Jonathan Greenberg and Liz Abzug
Huffington Post
The human face of globalization will not be found in protests or
rallies. It is in the eyes of displaced women and men leaving centuries
old agrarian systems. It is the painful, disempowering march from a
sustaining, ecologically-balanced family-focused life of hard
food-producing work to a dollar-obsessed global system of harder work
and longer hours.
Kalyanee Mam's bold new documentary, A River Changes Course,
shot in a breathtakingly beautiful, cinema-verite style, breaks new
ground in presenting the lives of Cambodians marching from their ancient
culture into a globalized economy.
Mam spent many months deep in the Cambodian countryside, and did her own
camera work for this deeply authentic, and heart-opening work. The
stunning documentary is the first by a Cambodian woman to premiere at
the Sundance Film Festival.
Mam's important documentary does not focus on political or economic ideals. It is about our shared humanity. "For
me, it's always been a personal journey. Only in exposing the beauty of
the country can we preserve the beauty of it. Peoples' lives are
valuable and precious, and so is the environment," Mam says. "If we act
with clear intention, we can come up with solutions that take care of
people, the environment, and the country."
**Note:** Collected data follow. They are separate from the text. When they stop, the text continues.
//! `StorageClient` trait, storage handles and error types.

use async_trait::async_trait;
use serde::{Deserialize, Serialize};
use thiserror::Error;

use crate::asset::GeneratedAsset;

/// Errors raised by the managed-storage backend.
#[derive(Debug, Clone, PartialEq, Error)]
pub enum StorageError {
    /// HTTP transport or connection error.
    #[error("HTTP request failed: {0}")]
    Request(String),

    /// The request did not complete within the configured timeout.
    #[error("storage request timed out")]
    Timeout,

    /// The backend answered with a non-success status code.
    #[error("storage backend returned {status}: {body}")]
    Status { status: u16, body: String },

    /// The response body did not have the expected shape.
    #[error("failed to parse storage response: {0}")]
    Parse(String),

    /// A backend function ran and reported an error.
    #[error("storage function failed: {message}")]
    Function { message: String },

    /// The storage id does not map to a retrievable file.
    #[error("no URL available for storage id '{0}'")]
    UrlNotFound(String),
}

impl From<reqwest::Error> for StorageError {
    fn from(e: reqwest::Error) -> Self {
        if e.is_timeout() {
            StorageError::Timeout
        } else {
            StorageError::Request(e.to_string())
        }
    }
}

/// Opaque handle assigned by the backend once an upload completes.
///
/// Serializes as the bare id string.
#[derive(Debug, Clone, PartialEq, Eq, Hash, Serialize, Deserialize)]
#[serde(transparent)]
pub struct StorageReference {
    pub storage_id: String,
}

impl StorageReference {
    pub fn new(storage_id: impl Into<String>) -> Self {
        Self {
            storage_id: storage_id.into(),
        }
    }

    pub fn as_str(&self) -> &str {
        &self.storage_id
    }
}

impl std::fmt::Display for StorageReference {
    fn fmt(&self, f: &mut std::fmt::Formatter<'_>) -> std::fmt::Result {
        f.write_str(&self.storage_id)
    }
}

/// One-shot write destination for a single new file.
#[derive(Debug, Clone, PartialEq, Eq)]
pub struct UploadDestination {
    pub url: String,
}

/// Async trait over the upload-target / upload / resolve sequence.
///
/// Implementors must be `Send + Sync` so one client can serve both
/// pipelines behind an `Arc<dyn StorageClient>`.
#[async_trait]
pub trait StorageClient: Send + Sync {
    /// Obtain a write destination for a new file.
    async fn request_upload_target(&self) -> Result<UploadDestination, StorageError>;

    /// Upload `asset` to `destination`, returning the assigned reference.
    async fn upload_file(
        &self,
        destination: &UploadDestination,
        asset: &GeneratedAsset,
    ) -> Result<StorageReference, StorageError>;

    /// Turn `reference` into a fetchable URL.
    async fn resolve_url(&self, reference: &StorageReference) -> Result<String, StorageError>;
}

// ---------------------------------------------------------------------------
// MockStorageClient  (test-only)
// ---------------------------------------------------------------------------

/// Step at which [`MockStorageClient`] injects its failure.
#[cfg(test)]
#[derive(Debug, Clone, Copy, PartialEq, Eq)]
pub enum StorageStep {
    Target,
    Upload,
    Resolve,
}

/// What the mock saw arrive at the upload step.
#[cfg(test)]
#[derive(Debug, Clone, PartialEq, Eq)]
pub struct UploadedFile {
    pub file_name: String,
    pub mime_type: &'static str,
    pub len: usize,
}

/// In-memory storage backend. Hands out `storage-<n>` ids that resolve to
/// `https://files.test/storage-<n>`, optionally failing at one step.
#[cfg(test)]
pub struct MockStorageClient {
    failure: Option<(StorageStep, StorageError)>,
    uploads: std::sync::Mutex<Vec<UploadedFile>>,
    resolved: std::sync::Mutex<Vec<String>>,
}

#[cfg(test)]
impl MockStorageClient {
    pub fn ok() -> Self {
        Self {
            failure: None,
            uploads: std::sync::Mutex::new(Vec::new()),
            resolved: std::sync::Mutex::new(Vec::new()),
        }
    }

    pub fn failing_at(step: StorageStep, error: StorageError) -> Self {
        Self {
            failure: Some((step, error)),
            ..Self::ok()
        }
    }

    pub fn uploads(&self) -> Vec<UploadedFile> {
        self.uploads.lock().unwrap().clone()
    }

    pub fn resolved(&self) -> Vec<String> {
        self.resolved.lock().unwrap().clone()
    }

    fn check(&self, step: StorageStep) -> Result<(), StorageError> {
        match &self.failure {
            Some((at, error)) if *at == step => Err(error.clone()),
            _ => Ok(()),
        }
    }
}

#[cfg(test)]
#[async_trait]
impl StorageClient for MockStorageClient {
    async fn request_upload_target(&self) -> Result<UploadDestination, StorageError> {
        self.check(StorageStep::Target)?;
        Ok(UploadDestination {
            url: "https://files.test/upload".into(),
        })
    }

    async fn upload_file(
        &self,
        _destination: &UploadDestination,
        asset: &GeneratedAsset,
    ) -> Result<StorageReference, StorageError> {
        self.check(StorageStep::Upload)?;
        let mut uploads = self.uploads.lock().unwrap();
        uploads.push(UploadedFile {
            file_name: asset.file_name().to_string(),
            mime_type: asset.mime_type(),
            len: asset.len(),
        });
        Ok(StorageReference::new(format!("storage-{}", uploads.len())))
    }

    async fn resolve_url(&self, reference: &StorageReference) -> Result<String, StorageError> {
        self.check(StorageStep::Resolve)?;
        self.resolved
            .lock()
            .unwrap()
            .push(reference.storage_id.clone());
        Ok(format!("https://files.test/{}", reference.storage_id))
    }
}
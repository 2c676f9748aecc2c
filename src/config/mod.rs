//! Configuration module for the podcast asset pipelines.
//!
//! Provides `AppConfig` (top-level settings), one sub-config per remote
//! collaborator, `AppPaths` for the platform config directory, and TOML
//! persistence via `AppConfig::load` / `AppConfig::save`.

pub mod paths;
pub mod settings;

pub use paths::AppPaths;
pub use settings::{AppConfig, GenerationConfig, StorageConfig, API_KEY_ENV, STORAGE_TOKEN_ENV};
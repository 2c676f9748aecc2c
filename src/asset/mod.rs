//! Packager — wraps raw bytes into named, typed files ready for upload.
//!
//! * [`AssetKind`] fixes the MIME type and file-name shape per asset type.
//! * [`IdGenerator`] / [`UuidGenerator`] supply the unique id embedded in
//!   generated names (`podcast-<id>.mp3`, `thumbnail-<id>.png`).
//! * [`GeneratedAsset`] is the immutable packaged file.
//! * [`LocalFile`] is a user-selected file for the direct-upload path.

pub mod file;
pub mod naming;

pub use file::{GeneratedAsset, LocalFile};
pub use naming::{generated_file_name, AssetKind, IdGenerator, UuidGenerator};

#[cfg(test)]
pub use naming::SequenceIds;
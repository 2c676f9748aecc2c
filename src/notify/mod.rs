//! User-facing notification sink.
//!
//! The pipelines report every outcome through a [`Notifier`]. Two sinks are
//! provided: [`LogNotifier`] for headless use and [`ChannelNotifier`], which
//! forwards notifications to a UI loop over a tokio channel.

use tokio::sync::mpsc;

/// How a notification should be presented.
#[derive(Debug, Clone, Copy, PartialEq, Eq, Default)]
pub enum Severity {
    #[default]
    Normal,
    /// Failure styling.
    Destructive,
}

#[derive(Debug, Clone, PartialEq, Eq)]
pub struct Notification {
    pub title: String,
    pub severity: Severity,
}

impl Notification {
    pub fn normal(title: impl Into<String>) -> Self {
        Self {
            title: title.into(),
            severity: Severity::Normal,
        }
    }

    pub fn destructive(title: impl Into<String>) -> Self {
        Self {
            title: title.into(),
            severity: Severity::Destructive,
        }
    }
}

/// Destination for user-facing notifications.
///
/// `notify` must not block; it is called from inside the async pipeline flow.
pub trait Notifier: Send + Sync {
    fn notify(&self, notification: Notification);
}

/// Writes notifications to the `log` facade.
#[derive(Debug, Clone, Copy, Default)]
pub struct LogNotifier;

impl Notifier for LogNotifier {
    fn notify(&self, notification: Notification) {
        match notification.severity {
            Severity::Normal => log::info!("{}", notification.title),
            Severity::Destructive => log::warn!("{}", notification.title),
        }
    }
}

/// Forwards notifications to a receiver owned by the UI loop.
#[derive(Debug, Clone)]
pub struct ChannelNotifier {
    tx: mpsc::UnboundedSender<Notification>,
}

impl ChannelNotifier {
    pub fn new(tx: mpsc::UnboundedSender<Notification>) -> Self {
        Self { tx }
    }

    /// Convenience constructor returning the matching receiver.
    pub fn channel() -> (Self, mpsc::UnboundedReceiver<Notification>) {
        let (tx, rx) = mpsc::unbounded_channel();
        (Self::new(tx), rx)
    }
}

impl Notifier for ChannelNotifier {
    fn notify(&self, notification: Notification) {
        if let Err(e) = self.tx.send(notification) {
            log::debug!("notify: receiver dropped, discarding '{}'", e.0.title);
        }
    }
}

/// Keeps every notification for later inspection.
#[cfg(test)]
#[derive(Debug, Default)]
pub struct RecordingNotifier {
    seen: std::sync::Mutex<Vec<Notification>>,
}

#[cfg(test)]
impl RecordingNotifier {
    pub fn notifications(&self) -> Vec<Notification> {
        self.seen.lock().unwrap().clone()
    }
}

#[cfg(test)]
impl Notifier for RecordingNotifier {
    fn notify(&self, notification: Notification) {
        self.seen.lock().unwrap().push(notification);
    }
}

#[cfg(test)]
mod tests {
    use super::*;

    #[test]
    fn constructors_set_severity() {
        assert_eq!(Notification::normal("ok").severity, Severity::Normal);
        assert_eq!(
            Notification::destructive("bad").severity,
            Severity::Destructive
        );
        assert_eq!(Severity::default(), Severity::Normal);
    }

    #[tokio::test]
    async fn channel_notifier_forwards_in_order() {
        let (notifier, mut rx) = ChannelNotifier::channel();
        notifier.notify(Notification::normal("first"));
        notifier.notify(Notification::destructive("second"));

        assert_eq!(rx.recv().await, Some(Notification::normal("first")));
        assert_eq!(rx.recv().await, Some(Notification::destructive("second")));
    }

    #[test]
    fn closed_channel_is_ignored() {
        let (notifier, rx) = ChannelNotifier::channel();
        drop(rx);
        notifier.notify(Notification::normal("nobody listening"));
    }

    #[test]
    fn notifiers_are_object_safe() {
        let sinks: Vec<Box<dyn Notifier>> = vec![
            Box::new(LogNotifier),
            Box::new(ChannelNotifier::channel().0),
        ];
        for sink in &sinks {
            sink.notify(Notification::normal("hello"));
        }
    }
}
In the spirit of the evolving eco-feminist movement, which calls upon
women to "lead an ecological revolution in order to save the planet,"
the film sensitively explores the challenges -- and the environmental
wisdom -- of two women bread-winners as they fight an uphill struggle to
preserve their farm, forest and livelihoods, as well a fishing family
challenged by diminishing yields.
Agriculture currently employs nearly three quarters of Cambodia's
fast-growing population of about 14 million. The families lovingly
profiled in A River Changes Course are finding their lives devastated by
the impact of unbridled, under-regulated globalization as their nation
-- and the small class of Cambodian plutocrats whose extreme wealth is
based upon collaboration with multinational corporations -- marches to
the tune of "progress."
The economic pressures that transform these agrarian Cambodian families
are rooted in the ecological manifestations of greed-focused, unchecked
globalization: drought from climate change, deforestation in the land
grab for diminishing natural resources, relentless debt, overfishing,
and the unchecked power of multinational agribusiness to win its way in
one developing economy after another.
Director/cinematographer Kalyanee Mam, cinematographer for the Oscar-winning documentary Inside Job,
does not believe the answer to her native country's problems lie in
going back to the good old days. After all, this is the nation in which
two million people died during Pol Pots despotic, insanity-fueled
"agrarian" revolution. Yale and UCLA Law-educated, Mam spent the first
few years of her life in a Khmer Rouge work camp before she and her
family escaped to the United States through Thailand.
"Going back is not the answer -- change is inevitable," Mam observed.
"But the question is: what kind of change do we make? How do we go about
that change, and what is its impact on people's lives and the
environment? People's lives are being destroyed for the greater good of
the country and economy regardless of the impact on people. If we are
not aware of how the change impacts peoples' lives, we will never come
to a solution."
Politics and economics, in Mam's view, should serve the greater good.
"We are one human family," she notes. "What do we, the people, want our
governments to do? It is important that we take responsibility for the
changes that are happening in this world."